Supplied material:
============================================================
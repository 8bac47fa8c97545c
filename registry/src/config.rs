//! Registry configuration.
//!
//! Every field has a default, so an absent `[snippets]` table behaves like
//! the stock layout (`.vscode/snippets/*.json`).
//!
//! ```toml
//! [snippets]
//! snippets_dir = ".vscode/snippets"
//! extension = "json"
//! debounce_ms = 150
//! empty_prefix = "match_nothing"
//! seed_examples = true
//! ```

use std::path::{Path, PathBuf};
use std::time::Duration;

use serde::Deserialize;

use crate::matcher::EmptyPrefixPolicy;

const DEFAULT_SNIPPETS_DIR: &str = ".vscode/snippets";
const DEFAULT_EXTENSION: &str = "json";
const DEFAULT_DEBOUNCE_MS: u64 = 150;

#[derive(Debug, Clone, Deserialize)]
#[serde(default)]
pub struct SnippetsConfig {
    /// Snippets directory, relative to the workspace root.
    pub snippets_dir: PathBuf,
    /// File extension of snippet files, without the dot.
    pub extension: String,
    /// Quiet period after the last file event before rebuilding.
    pub debounce_ms: u64,
    /// Behaviour when the text before the cursor is blank.
    pub empty_prefix: EmptyPrefixPolicy,
    /// Create `all.json` and `javascript.json` examples on startup if missing.
    pub seed_examples: bool,
}

impl Default for SnippetsConfig {
    fn default() -> Self {
        Self {
            snippets_dir: PathBuf::from(DEFAULT_SNIPPETS_DIR),
            extension: DEFAULT_EXTENSION.to_string(),
            debounce_ms: DEFAULT_DEBOUNCE_MS,
            empty_prefix: EmptyPrefixPolicy::default(),
            seed_examples: true,
        }
    }
}

impl SnippetsConfig {
    /// Absolute snippets directory for a workspace root.
    #[must_use]
    pub fn snippets_dir_for(&self, workspace_root: &Path) -> PathBuf {
        workspace_root.join(&self.snippets_dir)
    }

    #[must_use]
    pub fn debounce(&self) -> Duration {
        Duration::from_millis(self.debounce_ms)
    }
}
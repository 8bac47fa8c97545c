//! Shared infrastructure utilities for Quire.
//!
//! - **`atomic_write`**: all-or-nothing file persistence (temp + rename)
//! - **`fs`**: idempotent "ensure exists" and "read or empty" operations that
//!   tolerate concurrent external modification

pub mod atomic_write;
pub mod fs;

pub use atomic_write::{
    AtomicWriteOptions, FileSyncPolicy, ParentDirSyncPolicy, atomic_write, atomic_write_new,
    atomic_write_new_with_options, atomic_write_with_options,
};
pub use fs::{DirStatus, ensure_dir, read_or_empty};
============================================================
About this exercise: Exactly as they appear above, return all of the records.

Solved problem:
repository 8bac47fa8c97545c
filename registry/src/config.rs
//! Registry configuration.
//!
//! Every field has a default, so an absent `[snippets]` table behaves like
//! the stock layout (`.vscode/snippets/*.json`).
//!
//! ```toml
//! [snippets]
//! snippets_dir = ".vscode/snippets"
//! extension = "json"
//! debounce_ms = 150
//! empty_prefix = "match_nothing"
//! seed_examples = true
//! ```

use std::path::{Path, PathBuf};
use std::time::Duration;

use serde::Deserialize;

use crate::matcher::EmptyPrefixPolicy;

const DEFAULT_SNIPPETS_DIR: &str = ".vscode/snippets";
const DEFAULT_EXTENSION: &str = "json";
const DEFAULT_DEBOUNCE_MS: u64 = 150;

#[derive(Debug, Clone, Deserialize)]
#[serde(default)]
pub struct SnippetsConfig {
    /// Snippets directory, relative to the workspace root.
    pub snippets_dir: PathBuf,
    /// File extension of snippet files, without the dot.
    pub extension: String,
    /// Quiet period after the last file event before rebuilding.
    pub debounce_ms: u64,
    /// Behaviour when the text before the cursor is blank.
    pub empty_prefix: EmptyPrefixPolicy,
    /// Create `all.json` and `javascript.json` examples on startup if missing.
    pub seed_examples: bool,
}

impl Default for SnippetsConfig {
    fn default() -> Self {
        Self {
            snippets_dir: PathBuf::from(DEFAULT_SNIPPETS_DIR),
            extension: DEFAULT_EXTENSION.to_string(),
            debounce_ms: DEFAULT_DEBOUNCE_MS,
            empty_prefix: EmptyPrefixPolicy::default(),
            seed_examples: true,
        }
    }
}

impl SnippetsConfig {
    /// Absolute snippets directory for a workspace root.
    #[must_use]
    pub fn snippets_dir_for(&self, workspace_root: &Path) -> PathBuf {
        workspace_root.join(&self.snippets_dir)
    }

    #[must_use]
    pub fn debounce(&self) -> Duration {
        Duration::from_millis(self.debounce_ms)
    }
}
repository 8bac47fa8c97545c
//! Shared infrastructure utilities for Quire.
//!
//! - **`atomic_write`**: all-or-nothing file persistence (temp + rename)
//! - **`fs`**: idempotent "ensure exists" and "read or empty" operations that
//!   tolerate concurrent external modification

pub mod atomic_write;
pub mod fs;

pub use atomic_write::{
    AtomicWriteOptions, FileSyncPolicy, ParentDirSyncPolicy, atomic_write, atomic_write_new,
    atomic_write_new_with_options, atomic_write_with_options,
};
pub use fs::{DirStatus, ensure_dir, read_or_empty};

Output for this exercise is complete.